La religion a également été emportée par le tourbillon du terrorisme dans le contexte tant national qu’international, que ce soit dans le cadre d’attaques contre les cliniques pratiquant des avortements aux Etats-Unis ou dans celui des attentats suicides justifiés par la religion en Israël.32 Surtout depuis le 11 septembre, ferveur politique “fondamentaliste” et terreur semblent aller de pair partout sur la planète et elles évoquent immédiatement des images d’attentats suicides, de prises d’otages et de décapitations.

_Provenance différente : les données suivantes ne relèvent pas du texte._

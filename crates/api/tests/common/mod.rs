//! Shared helpers for HTTP integration tests.

#![allow(dead_code)]

use std::sync::Arc;

use academy_api::auth::jwt::{generate_access_token, JwtConfig};
use academy_api::config::ServerConfig;
use academy_api::router::build_app_router;
use academy_api::state::AppState;
use academy_core::lesson::LessonType;
use academy_core::types::DbId;
use academy_db::models::course::CreateCourse;
use academy_db::models::lesson::CreateLesson;
use academy_db::models::user::CreateUser;
use academy_db::repositories::{CourseRepo, LessonRepo, UserRepo};
use academy_events::EventBus;
use academy_pipeline::PipelineConfig;
use axum::body::Body;
use axum::http::{Method, Request, Response};
use axum::Router;
use http_body_util::BodyExt;
use sqlx::PgPool;
use tower::ServiceExt;

pub const TEST_JWT_SECRET: &str = "academy-integration-test-secret";

pub fn test_config() -> ServerConfig {
    ServerConfig {
        host: "127.0.0.1".to_string(),
        port: 0,
        cors_origins: vec!["http://localhost:5173".to_string()],
        request_timeout_secs: 30,
        jwt: JwtConfig {
            secret: TEST_JWT_SECRET.to_string(),
            access_token_expiry_mins: 60,
        },
    }
}

/// Build the full application router, exactly as `main.rs` does.
pub fn build_test_app(pool: PgPool) -> Router {
    let config = test_config();
    let state = AppState::new(
        pool,
        config.clone(),
        PipelineConfig::default(),
        Arc::new(EventBus::default()),
    );
    build_app_router(state, &config)
}

/// Mint a token the app will accept for `user_id`.
pub fn token_for(user_id: DbId) -> String {
    generate_access_token(user_id, "learner", &test_config().jwt).unwrap()
}

// ---------------------------------------------------------------------------
// Requests
// ---------------------------------------------------------------------------

pub async fn send(
    app: Router,
    method: Method,
    uri: &str,
    token: Option<&str>,
    body: Option<serde_json::Value>,
) -> Response<Body> {
    let mut builder = Request::builder().method(method).uri(uri);
    if let Some(t) = token {
        builder = builder.header("authorization", format!("Bearer {t}"));
    }
    let request = match body {
        Some(json) => builder
            .header("content-type", "application/json")
            .body(Body::from(json.to_string()))
            .unwrap(),
        None => builder.body(Body::empty()).unwrap(),
    };
    app.oneshot(request).await.unwrap()
}

pub async fn get(app: Router, uri: &str) -> Response<Body> {
    send(app, Method::GET, uri, None, None).await
}

pub async fn get_auth(app: Router, uri: &str, token: &str) -> Response<Body> {
    send(app, Method::GET, uri, Some(token), None).await
}

pub async fn post_json(
    app: Router,
    uri: &str,
    token: &str,
    body: serde_json::Value,
) -> Response<Body> {
    send(app, Method::POST, uri, Some(token), Some(body)).await
}

pub async fn put_json(
    app: Router,
    uri: &str,
    token: &str,
    body: serde_json::Value,
) -> Response<Body> {
    send(app, Method::PUT, uri, Some(token), Some(body)).await
}

pub async fn body_json(response: Response<Body>) -> serde_json::Value {
    let bytes = response.into_body().collect().await.unwrap().to_bytes();
    serde_json::from_slice(&bytes).unwrap()
}

// ---------------------------------------------------------------------------
// Fixtures
// ---------------------------------------------------------------------------

pub async fn create_user(pool: &PgPool, name: &str) -> DbId {
    UserRepo::create(
        pool,
        &CreateUser {
            username: name.to_string(),
            email: format!("{name}@example.com"),
        },
    )
    .await
    .unwrap()
    .id
}

/// Create a published course; returns (course_id, lesson_ids).
pub async fn create_course(
    pool: &PgPool,
    slug: &str,
    lesson_types: &[LessonType],
) -> (DbId, Vec<DbId>) {
    let course = CourseRepo::create(
        pool,
        &CreateCourse {
            slug: slug.to_string(),
            title: format!("Course {slug}"),
            description: Some("An introduction".to_string()),
            difficulty: None,
            is_published: None,
        },
    )
    .await
    .unwrap();

    let mut ids = Vec::new();
    for (i, lesson_type) in lesson_types.iter().enumerate() {
        let lesson = LessonRepo::create(
            pool,
            &CreateLesson {
                course_id: course.id,
                title: format!("{slug} lesson {}", i + 1),
                lesson_type: *lesson_type,
                sort_order: i as i32,
                content: None,
            },
        )
        .await
        .unwrap();
        ids.push(lesson.id);
    }
    (course.id, ids)
}
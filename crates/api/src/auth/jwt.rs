//! JWT access-token validation.
//!
//! Access tokens are HS256-signed JWTs containing a [`Claims`] payload.

use academy_core::types::DbId;
use jsonwebtoken::{decode, encode, DecodingKey, EncodingKey, Header, Validation};
use serde::{Deserialize, Serialize};
use uuid::Uuid;

/// JWT claims carried by every access token.
#[derive(Debug, Serialize, Deserialize, Clone)]
pub struct Claims {
    /// Subject: the learner's internal database id.
    pub sub: DbId,
    /// Role name (e.g. `"learner"`, `"admin"`).
    pub role: String,
    /// Expiration time (UTC Unix timestamp).
    pub exp: i64,
    /// Issued-at time (UTC Unix timestamp).
    pub iat: i64,
    /// Unique token identifier (UUID v4).
    pub jti: String,
}

/// Configuration for JWT generation and validation.
#[derive(Debug, Clone)]
pub struct JwtConfig {
    /// HMAC-SHA256 secret shared with the auth provider.
    pub secret: String,
    /// Access token lifetime in minutes (default: 60).
    pub access_token_expiry_mins: i64,
}

/// Default access token expiry in minutes.
const DEFAULT_ACCESS_EXPIRY_MINS: i64 = 60;

impl JwtConfig {
    /// Load JWT configuration from environment variables.
    ///
    /// | Env Var                  | Required | Default |
    /// |--------------------------|----------|---------|
    /// | `JWT_SECRET`             | **yes**  | --      |
    /// | `JWT_ACCESS_EXPIRY_MINS` | no       | `60`    |
    ///
    /// # Panics
    ///
    /// Panics if `JWT_SECRET` is not set or is empty.
    pub fn from_env() -> Self {
        let secret =
            std::env::var("JWT_SECRET").expect("JWT_SECRET must be set in the environment");
        assert!(!secret.is_empty(), "JWT_SECRET must not be empty");

        let access_token_expiry_mins: i64 = std::env::var("JWT_ACCESS_EXPIRY_MINS")
            .unwrap_or_else(|_| DEFAULT_ACCESS_EXPIRY_MINS.to_string())
            .parse()
            .expect("JWT_ACCESS_EXPIRY_MINS must be a valid i64");

        Self {
            secret,
            access_token_expiry_mins,
        }
    }
}

/// Generate an HS256 access token for the given user.
pub fn generate_access_token(
    user_id: DbId,
    role: &str,
    config: &JwtConfig,
) -> Result<String, jsonwebtoken::errors::Error> {
    let now = chrono::Utc::now().timestamp();
    let claims = Claims {
        sub: user_id,
        role: role.to_string(),
        exp: now + config.access_token_expiry_mins * 60,
        iat: now,
        jti: Uuid::new_v4().to_string(),
    };

    encode(
        &Header::default(),
        &claims,
        &EncodingKey::from_secret(config.secret.as_bytes()),
    )
}

/// Validate and decode an access token, returning the embedded [`Claims`].
///
/// Checks the signature and expiration.
pub fn validate_token(
    token: &str,
    config: &JwtConfig,
) -> Result<Claims, jsonwebtoken::errors::Error> {
    let token_data = decode::<Claims>(
        token,
        &DecodingKey::from_secret(config.secret.as_bytes()),
        &Validation::default(),
    )?;
    Ok(token_data.claims)
}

Même si ces moyens violents ou extrêmes d’expression des convictions religieuses ne créent pas en soi de dilemmes particuliers—les groupes religieux dominants unissent généralement leurs voix à celles des groupements de défense des droits pour dénoncer les attaques contre les civils et les qualifier de crimes contre l’humanité—, ils peuvent exacerber les tensions entre ces groupes, comme ce fut le cas lors du débat sur l’avortement aux Etats-Unis, suite aux attentats suicides en Israël et entre certains groupes de défense des droits et diverses organisations islamiques après le 11 septembre.

Les tensions actuelles

Nombreux sont les thèmes communs que les associations laïques de défense des droits humains et les groupes religieux continuent de défendre ensemble. En Europe occidentale et aux Etats-Unis, la défense acharnée des droits des demandeurs d’asile et des réfugiés économiques par les Eglises traditionnelles ainsi que leur plaidoyer en faveur d’une justice internationale continuent d’offrir de larges espaces de coopération. Dans l’hémisphère sud, par les actions qu’elles mènent pour compléter le travail des ONG laïques, beaucoup d’organisations religieuses sont montées au créneau pour promouvoir les droits économiques et sociaux en fournissant des services sociaux aux pauvres afin de pallier les réductions budgétaires des gouvernements locaux et l’insuffisance de l’aide internationale au développement.

Cependant, sur d’autres questions à la croisée du dogme religieux et de l’idéologie des droits humains, de la conviction morale personnelle et de la santé publique, les points de divergence se multiplient. L’attention donnée par le mouvement laïque des droits humains aux questions liées à la liberté d’expression, au genre, à la sexualité et à l’orientation sexuelle—depuis toujours inhérentes à l’idéal des droits de l’homme mais d’une importance croissante aujourd’hui—est de plus en plus incompatible avec les positions prises par bon nombre de groupes religieux. Les organisations humanitaires religieuses et les groupes laïques de défense des droits humains peuvent toutefois être sur la même longueur d’onde lorsqu’ils dénoncent le nettoyage ethnique au Darfour et manifestent ensemble devant les ambassades du Soudan.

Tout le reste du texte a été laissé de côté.